Items from a data source:

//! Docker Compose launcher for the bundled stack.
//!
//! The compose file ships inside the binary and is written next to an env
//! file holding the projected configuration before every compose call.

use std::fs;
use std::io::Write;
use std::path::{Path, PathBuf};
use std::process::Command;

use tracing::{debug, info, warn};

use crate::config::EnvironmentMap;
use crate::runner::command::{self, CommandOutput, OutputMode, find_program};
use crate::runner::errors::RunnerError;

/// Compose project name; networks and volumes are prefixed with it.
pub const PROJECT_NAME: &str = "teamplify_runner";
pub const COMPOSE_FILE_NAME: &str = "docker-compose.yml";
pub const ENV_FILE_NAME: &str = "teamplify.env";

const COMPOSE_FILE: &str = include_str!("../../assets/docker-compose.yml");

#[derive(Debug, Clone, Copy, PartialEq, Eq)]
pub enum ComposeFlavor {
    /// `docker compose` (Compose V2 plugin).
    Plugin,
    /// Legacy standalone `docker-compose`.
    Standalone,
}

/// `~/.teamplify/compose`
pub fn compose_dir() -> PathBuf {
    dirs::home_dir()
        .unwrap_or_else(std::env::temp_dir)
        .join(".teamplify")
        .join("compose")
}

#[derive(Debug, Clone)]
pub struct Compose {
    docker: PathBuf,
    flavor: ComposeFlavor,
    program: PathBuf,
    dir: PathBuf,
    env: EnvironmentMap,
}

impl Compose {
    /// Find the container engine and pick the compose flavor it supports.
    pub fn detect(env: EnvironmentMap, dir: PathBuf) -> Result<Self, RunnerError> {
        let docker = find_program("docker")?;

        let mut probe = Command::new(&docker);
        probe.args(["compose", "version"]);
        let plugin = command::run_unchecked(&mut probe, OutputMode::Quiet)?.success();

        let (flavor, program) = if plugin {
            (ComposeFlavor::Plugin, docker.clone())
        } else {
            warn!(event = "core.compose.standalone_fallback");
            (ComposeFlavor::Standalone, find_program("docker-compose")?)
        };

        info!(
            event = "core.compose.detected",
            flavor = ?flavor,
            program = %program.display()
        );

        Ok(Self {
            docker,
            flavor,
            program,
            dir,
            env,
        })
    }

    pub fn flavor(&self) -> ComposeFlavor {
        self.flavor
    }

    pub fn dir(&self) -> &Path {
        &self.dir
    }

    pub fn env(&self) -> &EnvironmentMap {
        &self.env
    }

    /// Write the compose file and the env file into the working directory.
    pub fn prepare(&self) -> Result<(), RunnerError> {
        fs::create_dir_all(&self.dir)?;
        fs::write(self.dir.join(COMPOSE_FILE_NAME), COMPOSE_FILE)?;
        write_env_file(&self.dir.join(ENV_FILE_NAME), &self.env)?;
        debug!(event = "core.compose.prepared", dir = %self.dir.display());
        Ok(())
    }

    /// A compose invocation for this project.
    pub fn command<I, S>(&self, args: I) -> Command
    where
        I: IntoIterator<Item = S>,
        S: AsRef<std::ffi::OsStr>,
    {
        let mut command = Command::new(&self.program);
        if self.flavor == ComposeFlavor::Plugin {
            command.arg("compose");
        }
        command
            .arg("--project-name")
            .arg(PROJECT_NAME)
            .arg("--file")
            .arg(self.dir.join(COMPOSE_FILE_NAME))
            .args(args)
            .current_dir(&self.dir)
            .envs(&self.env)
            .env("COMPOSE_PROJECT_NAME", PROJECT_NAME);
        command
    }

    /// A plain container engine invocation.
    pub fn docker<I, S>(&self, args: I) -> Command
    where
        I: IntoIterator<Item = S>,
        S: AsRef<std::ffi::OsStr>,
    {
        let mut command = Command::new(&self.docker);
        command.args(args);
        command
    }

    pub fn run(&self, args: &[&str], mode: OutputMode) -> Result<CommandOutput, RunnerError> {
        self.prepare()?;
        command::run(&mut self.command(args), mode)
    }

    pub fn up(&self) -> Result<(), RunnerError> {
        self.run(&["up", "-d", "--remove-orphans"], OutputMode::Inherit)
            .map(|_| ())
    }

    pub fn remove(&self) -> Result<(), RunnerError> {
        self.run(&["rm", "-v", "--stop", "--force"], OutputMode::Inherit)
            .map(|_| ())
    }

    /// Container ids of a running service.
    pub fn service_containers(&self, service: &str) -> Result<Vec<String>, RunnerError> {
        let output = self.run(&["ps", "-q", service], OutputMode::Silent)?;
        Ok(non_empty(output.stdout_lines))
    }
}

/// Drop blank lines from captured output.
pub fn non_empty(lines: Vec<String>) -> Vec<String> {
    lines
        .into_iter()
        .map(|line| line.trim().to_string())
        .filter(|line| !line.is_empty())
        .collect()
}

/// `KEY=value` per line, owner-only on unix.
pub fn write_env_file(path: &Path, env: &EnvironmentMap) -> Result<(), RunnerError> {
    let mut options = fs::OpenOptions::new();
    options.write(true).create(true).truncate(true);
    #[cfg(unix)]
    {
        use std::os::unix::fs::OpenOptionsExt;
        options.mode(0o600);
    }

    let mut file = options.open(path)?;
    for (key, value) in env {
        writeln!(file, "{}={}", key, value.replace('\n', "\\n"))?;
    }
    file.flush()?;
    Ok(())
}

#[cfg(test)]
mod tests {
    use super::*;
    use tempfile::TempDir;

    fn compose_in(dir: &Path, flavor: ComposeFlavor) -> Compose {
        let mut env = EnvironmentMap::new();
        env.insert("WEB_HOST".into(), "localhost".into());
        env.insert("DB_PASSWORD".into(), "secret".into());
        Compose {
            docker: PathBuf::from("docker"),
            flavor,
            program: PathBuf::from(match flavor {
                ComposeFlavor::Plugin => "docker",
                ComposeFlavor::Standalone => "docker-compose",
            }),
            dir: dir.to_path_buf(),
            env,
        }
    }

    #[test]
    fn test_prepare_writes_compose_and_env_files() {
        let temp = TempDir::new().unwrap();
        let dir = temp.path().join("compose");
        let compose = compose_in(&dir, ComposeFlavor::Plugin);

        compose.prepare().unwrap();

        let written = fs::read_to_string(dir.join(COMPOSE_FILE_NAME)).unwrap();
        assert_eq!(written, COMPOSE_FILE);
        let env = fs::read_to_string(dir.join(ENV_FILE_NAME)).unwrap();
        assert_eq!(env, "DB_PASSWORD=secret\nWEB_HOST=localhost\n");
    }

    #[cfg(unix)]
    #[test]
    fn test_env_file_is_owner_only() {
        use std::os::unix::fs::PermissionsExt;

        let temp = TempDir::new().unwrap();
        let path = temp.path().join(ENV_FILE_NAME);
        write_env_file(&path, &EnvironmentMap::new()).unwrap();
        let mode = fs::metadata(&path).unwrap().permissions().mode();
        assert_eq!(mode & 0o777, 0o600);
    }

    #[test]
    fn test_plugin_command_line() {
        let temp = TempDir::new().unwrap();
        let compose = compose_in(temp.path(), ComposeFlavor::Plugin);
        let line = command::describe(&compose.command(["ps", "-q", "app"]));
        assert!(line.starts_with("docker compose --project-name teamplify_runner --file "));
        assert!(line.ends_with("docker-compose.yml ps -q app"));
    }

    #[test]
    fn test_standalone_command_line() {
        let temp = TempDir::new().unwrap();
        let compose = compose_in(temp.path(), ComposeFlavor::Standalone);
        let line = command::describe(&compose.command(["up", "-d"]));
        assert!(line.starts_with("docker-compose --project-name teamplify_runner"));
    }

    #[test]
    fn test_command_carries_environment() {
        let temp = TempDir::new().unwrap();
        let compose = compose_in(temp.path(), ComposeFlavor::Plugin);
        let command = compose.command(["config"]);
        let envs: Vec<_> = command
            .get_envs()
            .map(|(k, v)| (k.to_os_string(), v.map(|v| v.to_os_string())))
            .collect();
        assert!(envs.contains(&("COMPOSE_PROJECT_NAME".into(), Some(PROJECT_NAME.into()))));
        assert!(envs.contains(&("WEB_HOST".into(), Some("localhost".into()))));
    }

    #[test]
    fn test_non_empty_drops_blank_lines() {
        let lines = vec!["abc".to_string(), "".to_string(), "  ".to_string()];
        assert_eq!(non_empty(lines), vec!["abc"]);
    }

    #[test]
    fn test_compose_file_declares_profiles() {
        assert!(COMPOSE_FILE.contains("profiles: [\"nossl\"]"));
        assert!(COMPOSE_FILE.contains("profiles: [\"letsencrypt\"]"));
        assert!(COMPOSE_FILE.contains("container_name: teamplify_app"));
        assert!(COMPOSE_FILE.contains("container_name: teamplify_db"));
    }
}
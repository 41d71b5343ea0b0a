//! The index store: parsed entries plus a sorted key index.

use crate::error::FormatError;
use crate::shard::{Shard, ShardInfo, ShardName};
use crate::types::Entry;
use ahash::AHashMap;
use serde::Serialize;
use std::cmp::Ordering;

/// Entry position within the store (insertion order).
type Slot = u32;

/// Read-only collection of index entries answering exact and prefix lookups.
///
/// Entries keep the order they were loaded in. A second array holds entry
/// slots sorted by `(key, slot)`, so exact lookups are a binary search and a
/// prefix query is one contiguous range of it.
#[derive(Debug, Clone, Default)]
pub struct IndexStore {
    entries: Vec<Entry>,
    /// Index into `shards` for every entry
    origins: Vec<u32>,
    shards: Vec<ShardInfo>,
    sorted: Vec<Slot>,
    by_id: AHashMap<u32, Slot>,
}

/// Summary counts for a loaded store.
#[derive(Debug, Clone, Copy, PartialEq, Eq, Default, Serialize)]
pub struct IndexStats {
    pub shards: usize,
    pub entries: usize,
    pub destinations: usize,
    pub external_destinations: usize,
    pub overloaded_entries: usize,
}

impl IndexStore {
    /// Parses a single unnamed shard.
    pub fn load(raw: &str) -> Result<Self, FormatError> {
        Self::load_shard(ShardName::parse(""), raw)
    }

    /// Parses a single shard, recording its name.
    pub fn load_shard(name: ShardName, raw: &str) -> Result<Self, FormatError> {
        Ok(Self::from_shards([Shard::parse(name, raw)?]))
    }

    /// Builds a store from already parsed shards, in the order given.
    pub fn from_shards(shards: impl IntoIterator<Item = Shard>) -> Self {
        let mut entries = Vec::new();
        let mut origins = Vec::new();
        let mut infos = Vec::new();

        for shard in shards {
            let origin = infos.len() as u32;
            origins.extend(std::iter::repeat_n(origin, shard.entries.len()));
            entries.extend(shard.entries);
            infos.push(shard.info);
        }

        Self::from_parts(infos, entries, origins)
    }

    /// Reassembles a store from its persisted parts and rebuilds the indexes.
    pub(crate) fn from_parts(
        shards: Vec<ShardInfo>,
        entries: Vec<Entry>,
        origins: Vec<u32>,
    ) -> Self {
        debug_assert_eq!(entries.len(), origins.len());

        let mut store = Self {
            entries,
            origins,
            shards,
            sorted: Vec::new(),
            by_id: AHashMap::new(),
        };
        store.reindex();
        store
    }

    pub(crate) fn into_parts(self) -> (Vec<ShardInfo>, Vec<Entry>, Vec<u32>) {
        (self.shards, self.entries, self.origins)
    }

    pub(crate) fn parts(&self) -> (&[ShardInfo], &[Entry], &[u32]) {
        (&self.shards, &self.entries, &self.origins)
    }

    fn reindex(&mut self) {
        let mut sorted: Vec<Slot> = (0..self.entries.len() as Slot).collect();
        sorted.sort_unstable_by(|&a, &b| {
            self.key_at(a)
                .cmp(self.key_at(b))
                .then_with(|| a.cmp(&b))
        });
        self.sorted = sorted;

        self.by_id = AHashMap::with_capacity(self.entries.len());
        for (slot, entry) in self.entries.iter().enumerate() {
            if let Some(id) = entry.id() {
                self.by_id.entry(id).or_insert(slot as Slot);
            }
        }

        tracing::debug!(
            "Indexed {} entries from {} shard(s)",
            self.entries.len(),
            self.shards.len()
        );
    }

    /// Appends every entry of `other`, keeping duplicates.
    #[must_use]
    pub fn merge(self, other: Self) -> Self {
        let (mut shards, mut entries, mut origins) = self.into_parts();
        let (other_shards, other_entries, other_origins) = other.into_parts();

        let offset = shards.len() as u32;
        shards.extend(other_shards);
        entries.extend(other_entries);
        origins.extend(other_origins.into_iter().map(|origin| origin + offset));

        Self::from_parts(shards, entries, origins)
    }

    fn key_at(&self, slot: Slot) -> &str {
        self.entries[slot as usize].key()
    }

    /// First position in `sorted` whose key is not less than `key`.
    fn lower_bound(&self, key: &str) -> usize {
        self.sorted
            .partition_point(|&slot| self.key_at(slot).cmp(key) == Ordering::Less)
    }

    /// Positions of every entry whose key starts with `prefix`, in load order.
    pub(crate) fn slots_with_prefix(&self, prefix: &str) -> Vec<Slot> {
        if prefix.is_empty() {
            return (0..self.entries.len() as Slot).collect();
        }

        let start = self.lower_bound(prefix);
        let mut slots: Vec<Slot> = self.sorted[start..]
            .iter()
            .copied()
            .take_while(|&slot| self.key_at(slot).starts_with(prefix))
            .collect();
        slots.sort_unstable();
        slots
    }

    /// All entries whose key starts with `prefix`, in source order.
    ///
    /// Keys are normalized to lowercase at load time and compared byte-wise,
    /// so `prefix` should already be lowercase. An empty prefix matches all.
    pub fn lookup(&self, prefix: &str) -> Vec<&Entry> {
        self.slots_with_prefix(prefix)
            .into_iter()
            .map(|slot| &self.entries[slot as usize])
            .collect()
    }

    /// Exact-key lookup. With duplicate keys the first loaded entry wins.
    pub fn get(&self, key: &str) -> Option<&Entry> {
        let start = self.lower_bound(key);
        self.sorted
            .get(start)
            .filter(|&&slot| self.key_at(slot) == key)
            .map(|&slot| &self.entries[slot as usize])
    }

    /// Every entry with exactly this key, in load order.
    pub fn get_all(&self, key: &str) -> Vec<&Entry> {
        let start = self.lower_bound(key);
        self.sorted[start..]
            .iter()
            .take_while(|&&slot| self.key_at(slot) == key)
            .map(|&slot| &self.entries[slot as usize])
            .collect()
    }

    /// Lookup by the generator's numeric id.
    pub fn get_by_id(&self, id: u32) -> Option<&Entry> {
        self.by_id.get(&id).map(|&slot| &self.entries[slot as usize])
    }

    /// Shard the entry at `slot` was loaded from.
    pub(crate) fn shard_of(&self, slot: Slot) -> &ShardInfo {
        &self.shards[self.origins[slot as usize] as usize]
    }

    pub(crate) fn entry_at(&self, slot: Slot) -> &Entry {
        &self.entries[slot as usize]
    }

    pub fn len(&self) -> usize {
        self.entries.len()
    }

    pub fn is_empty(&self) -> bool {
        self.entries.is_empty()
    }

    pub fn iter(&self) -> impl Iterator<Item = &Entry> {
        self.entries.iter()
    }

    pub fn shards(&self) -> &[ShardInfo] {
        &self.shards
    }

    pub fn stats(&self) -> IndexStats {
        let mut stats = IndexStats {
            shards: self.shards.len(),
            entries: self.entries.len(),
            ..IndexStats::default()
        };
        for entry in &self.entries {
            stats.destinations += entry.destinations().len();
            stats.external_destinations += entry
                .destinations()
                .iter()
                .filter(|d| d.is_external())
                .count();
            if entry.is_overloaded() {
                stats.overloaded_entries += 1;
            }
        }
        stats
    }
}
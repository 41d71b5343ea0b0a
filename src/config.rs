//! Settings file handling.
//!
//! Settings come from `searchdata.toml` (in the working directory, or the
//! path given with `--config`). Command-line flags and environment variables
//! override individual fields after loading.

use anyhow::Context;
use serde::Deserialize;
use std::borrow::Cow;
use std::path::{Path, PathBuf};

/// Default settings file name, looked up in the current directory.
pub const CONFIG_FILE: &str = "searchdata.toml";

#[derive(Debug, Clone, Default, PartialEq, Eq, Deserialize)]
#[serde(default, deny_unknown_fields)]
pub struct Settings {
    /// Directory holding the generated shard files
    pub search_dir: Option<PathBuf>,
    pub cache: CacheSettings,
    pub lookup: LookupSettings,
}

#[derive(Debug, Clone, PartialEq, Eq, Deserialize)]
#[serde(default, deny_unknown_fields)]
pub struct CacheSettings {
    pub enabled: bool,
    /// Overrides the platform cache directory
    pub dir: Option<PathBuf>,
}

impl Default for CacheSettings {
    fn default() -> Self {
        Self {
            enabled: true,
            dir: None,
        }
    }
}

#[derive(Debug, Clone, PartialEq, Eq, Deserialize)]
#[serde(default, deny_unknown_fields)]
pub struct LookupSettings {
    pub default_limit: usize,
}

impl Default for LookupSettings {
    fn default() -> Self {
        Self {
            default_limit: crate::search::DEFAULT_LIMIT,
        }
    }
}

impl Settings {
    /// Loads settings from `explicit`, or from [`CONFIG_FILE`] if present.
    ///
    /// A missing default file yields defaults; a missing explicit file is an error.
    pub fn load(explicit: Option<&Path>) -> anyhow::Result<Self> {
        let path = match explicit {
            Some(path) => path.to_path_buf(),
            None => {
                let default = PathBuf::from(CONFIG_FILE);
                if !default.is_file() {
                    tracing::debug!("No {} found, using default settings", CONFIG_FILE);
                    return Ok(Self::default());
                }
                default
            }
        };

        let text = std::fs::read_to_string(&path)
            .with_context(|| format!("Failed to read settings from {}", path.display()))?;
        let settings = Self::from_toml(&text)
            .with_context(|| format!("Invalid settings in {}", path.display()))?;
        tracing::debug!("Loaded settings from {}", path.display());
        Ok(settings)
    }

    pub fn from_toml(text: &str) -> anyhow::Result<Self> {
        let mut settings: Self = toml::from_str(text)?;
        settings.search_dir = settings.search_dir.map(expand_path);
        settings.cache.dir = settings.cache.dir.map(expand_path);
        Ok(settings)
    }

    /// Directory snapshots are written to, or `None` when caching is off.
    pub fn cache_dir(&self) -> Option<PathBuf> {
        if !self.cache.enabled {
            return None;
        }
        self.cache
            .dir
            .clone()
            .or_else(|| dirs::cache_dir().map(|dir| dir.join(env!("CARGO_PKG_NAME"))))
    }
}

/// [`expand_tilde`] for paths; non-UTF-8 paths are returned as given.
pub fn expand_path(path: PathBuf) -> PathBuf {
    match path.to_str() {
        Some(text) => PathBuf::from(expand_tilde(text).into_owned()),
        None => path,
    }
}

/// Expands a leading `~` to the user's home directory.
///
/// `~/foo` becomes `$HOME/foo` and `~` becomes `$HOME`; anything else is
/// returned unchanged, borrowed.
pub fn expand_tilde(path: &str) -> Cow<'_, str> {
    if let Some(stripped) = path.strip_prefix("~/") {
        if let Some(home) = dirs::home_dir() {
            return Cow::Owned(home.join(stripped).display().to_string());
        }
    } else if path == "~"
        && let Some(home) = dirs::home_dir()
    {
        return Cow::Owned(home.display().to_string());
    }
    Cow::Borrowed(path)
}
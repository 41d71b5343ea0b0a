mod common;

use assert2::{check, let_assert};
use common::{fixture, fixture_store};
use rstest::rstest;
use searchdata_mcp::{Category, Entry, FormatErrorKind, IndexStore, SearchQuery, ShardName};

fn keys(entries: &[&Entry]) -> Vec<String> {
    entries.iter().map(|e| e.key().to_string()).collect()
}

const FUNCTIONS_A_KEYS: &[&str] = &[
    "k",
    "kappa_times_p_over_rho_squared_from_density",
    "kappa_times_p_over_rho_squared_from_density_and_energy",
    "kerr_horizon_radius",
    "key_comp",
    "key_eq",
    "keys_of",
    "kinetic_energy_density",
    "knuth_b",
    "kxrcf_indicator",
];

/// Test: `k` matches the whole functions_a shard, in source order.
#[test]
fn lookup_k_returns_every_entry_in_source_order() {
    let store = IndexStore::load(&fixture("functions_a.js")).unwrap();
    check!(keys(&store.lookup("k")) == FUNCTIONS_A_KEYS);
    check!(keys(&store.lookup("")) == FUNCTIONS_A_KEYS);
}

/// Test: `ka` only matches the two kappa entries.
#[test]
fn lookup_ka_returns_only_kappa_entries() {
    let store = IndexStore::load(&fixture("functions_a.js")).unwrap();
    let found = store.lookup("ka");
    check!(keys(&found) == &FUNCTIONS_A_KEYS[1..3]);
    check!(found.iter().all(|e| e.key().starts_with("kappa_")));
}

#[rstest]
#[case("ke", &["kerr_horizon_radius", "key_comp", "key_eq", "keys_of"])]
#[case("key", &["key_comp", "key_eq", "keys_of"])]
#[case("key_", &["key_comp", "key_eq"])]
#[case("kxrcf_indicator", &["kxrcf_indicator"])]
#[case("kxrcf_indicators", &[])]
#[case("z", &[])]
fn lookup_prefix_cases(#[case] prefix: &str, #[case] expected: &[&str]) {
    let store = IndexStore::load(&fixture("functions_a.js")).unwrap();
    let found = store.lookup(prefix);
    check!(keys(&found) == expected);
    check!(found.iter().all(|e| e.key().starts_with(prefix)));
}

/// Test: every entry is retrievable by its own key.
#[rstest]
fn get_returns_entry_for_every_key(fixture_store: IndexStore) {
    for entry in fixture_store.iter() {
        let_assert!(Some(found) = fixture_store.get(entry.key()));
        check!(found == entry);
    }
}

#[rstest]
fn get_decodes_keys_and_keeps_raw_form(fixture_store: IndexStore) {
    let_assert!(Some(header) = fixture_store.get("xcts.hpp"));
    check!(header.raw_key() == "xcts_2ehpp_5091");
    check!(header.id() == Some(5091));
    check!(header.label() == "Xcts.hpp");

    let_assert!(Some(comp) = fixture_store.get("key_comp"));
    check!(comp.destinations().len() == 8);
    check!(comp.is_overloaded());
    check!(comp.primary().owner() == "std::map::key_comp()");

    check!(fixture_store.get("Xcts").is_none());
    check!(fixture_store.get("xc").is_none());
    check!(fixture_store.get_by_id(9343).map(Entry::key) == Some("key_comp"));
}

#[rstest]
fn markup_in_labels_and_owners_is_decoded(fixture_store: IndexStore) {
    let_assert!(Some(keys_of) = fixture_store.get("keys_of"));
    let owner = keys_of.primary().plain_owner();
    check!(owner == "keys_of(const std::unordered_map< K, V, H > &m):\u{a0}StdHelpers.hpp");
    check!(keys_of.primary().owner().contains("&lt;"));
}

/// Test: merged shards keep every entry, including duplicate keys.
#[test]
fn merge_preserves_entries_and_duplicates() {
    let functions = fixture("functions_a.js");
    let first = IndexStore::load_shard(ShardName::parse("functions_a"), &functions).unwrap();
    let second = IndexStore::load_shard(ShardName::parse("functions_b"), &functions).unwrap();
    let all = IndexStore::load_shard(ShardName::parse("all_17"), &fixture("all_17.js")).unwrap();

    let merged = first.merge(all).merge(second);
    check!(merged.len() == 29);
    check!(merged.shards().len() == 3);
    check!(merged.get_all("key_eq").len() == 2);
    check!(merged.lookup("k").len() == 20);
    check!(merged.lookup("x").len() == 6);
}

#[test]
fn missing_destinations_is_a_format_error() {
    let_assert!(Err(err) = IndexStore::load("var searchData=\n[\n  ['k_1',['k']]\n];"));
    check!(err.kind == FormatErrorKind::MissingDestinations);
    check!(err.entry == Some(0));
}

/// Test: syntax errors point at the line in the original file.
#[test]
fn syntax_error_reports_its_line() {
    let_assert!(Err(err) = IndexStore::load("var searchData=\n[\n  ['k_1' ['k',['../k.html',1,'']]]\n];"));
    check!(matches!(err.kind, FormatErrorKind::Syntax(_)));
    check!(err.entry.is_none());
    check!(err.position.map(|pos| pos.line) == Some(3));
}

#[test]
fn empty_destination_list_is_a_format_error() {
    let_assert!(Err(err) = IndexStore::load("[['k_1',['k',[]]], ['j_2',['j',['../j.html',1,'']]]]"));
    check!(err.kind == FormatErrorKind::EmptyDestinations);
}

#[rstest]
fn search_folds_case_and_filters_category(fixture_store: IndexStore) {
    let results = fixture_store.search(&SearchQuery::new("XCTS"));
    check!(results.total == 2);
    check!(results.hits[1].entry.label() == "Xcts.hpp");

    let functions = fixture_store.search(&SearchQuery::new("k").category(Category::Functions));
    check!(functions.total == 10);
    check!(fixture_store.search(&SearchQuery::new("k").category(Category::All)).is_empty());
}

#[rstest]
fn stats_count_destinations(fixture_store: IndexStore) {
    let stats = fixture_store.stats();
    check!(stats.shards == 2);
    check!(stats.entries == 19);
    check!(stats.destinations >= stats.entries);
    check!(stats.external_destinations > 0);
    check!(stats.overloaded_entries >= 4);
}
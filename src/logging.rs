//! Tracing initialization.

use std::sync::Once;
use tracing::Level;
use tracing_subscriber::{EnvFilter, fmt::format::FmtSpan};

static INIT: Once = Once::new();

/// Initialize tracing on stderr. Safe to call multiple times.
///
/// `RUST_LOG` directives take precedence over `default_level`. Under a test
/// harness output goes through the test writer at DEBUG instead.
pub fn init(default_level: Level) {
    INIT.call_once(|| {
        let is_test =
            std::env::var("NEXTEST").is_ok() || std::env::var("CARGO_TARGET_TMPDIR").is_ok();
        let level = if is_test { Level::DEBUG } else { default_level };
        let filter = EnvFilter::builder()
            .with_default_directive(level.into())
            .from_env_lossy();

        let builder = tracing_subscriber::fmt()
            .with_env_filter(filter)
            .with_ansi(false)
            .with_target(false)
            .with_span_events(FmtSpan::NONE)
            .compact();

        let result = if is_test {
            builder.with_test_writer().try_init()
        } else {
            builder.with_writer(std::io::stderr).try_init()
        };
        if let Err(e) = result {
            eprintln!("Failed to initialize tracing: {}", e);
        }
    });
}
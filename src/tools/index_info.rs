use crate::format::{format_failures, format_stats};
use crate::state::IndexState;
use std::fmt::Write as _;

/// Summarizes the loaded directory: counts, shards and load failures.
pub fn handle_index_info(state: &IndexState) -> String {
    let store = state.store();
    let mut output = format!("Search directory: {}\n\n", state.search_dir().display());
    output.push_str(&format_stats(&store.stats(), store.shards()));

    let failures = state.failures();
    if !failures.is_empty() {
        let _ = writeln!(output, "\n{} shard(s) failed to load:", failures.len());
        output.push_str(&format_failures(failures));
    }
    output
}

The problem: From the entries above, pull out each line that includes "writeln".

Final answer:
        writeln!(file, "{}={}", key, value.replace('\n', "\\n"))?;
        let _ = writeln!(output, "\n{} shard(s) failed to load:", failures.len());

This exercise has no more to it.